[TO DO]: Transcribe exactly, and only, the lines from the one containing "a new directory" through the end of the material.
(DATA FOR PROCESSING begins)
use crate::areas::repository::Repository;
use crate::artifacts::objects::blob::Blob;
use crate::artifacts::objects::object::Object;
use crate::artifacts::objects::object_id::ObjectId;
use crate::artifacts::objects::object_type::ObjectType;
use anyhow::Context;
use bytes::Bytes;
use std::io::Write;
use std::path::Path;

impl Repository {
    pub fn hash_object(
        &self,
        object_path: &Path,
        write: bool,
        writer: &mut impl Write,
    ) -> anyhow::Result<()> {
        let data = std::fs::read(object_path)
            .with_context(|| format!("Failed to read {}", object_path.display()))?;
        let object_id = ObjectId::from_content(ObjectType::Blob, &data);

        // write (if write is true) as compressed object file
        if write {
            let object = Object::Blob(Blob::new(Bytes::from(data)));
            self.database().encode(&object)?;
        }

        writeln!(writer, "{object_id}")?;

        Ok(())
    }
}
//! Porcelain commands (user-facing operations)
//!
//! - `init`: Create an empty repository
//! - `checkout`: Write the tree of a commit into a new directory

pub mod checkout;
pub mod init;
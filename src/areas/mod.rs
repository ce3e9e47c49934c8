//! Core repository components
//!
//! This module contains the fundamental building blocks of a Git repository:
//!
//! - `database`: Loose object store for blobs, trees, commits and tags
//! - `refs`: Reference management (branches, HEAD, tags)
//! - `repository`: Repository creation, discovery and coordination
//! - `workspace`: Working directory file system operations

pub mod database;
pub mod refs;
pub mod repository;
pub mod workspace;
(DATA FOR PROCESSING ends)
[ANSWER TO THE PROBLEM]:
//! - `checkout`: Write the tree of a commit into a new directory

pub mod checkout;
pub mod init;
filename src/areas/mod.rs
repository ce3e9e47c49934c8
//! Core repository components
//!
//! This module contains the fundamental building blocks of a Git repository:
//!
//! - `database`: Loose object store for blobs, trees, commits and tags
//! - `refs`: Reference management (branches, HEAD, tags)
//! - `repository`: Repository creation, discovery and coordination
//! - `workspace`: Working directory file system operations

pub mod database;
pub mod refs;
pub mod repository;
pub mod workspace;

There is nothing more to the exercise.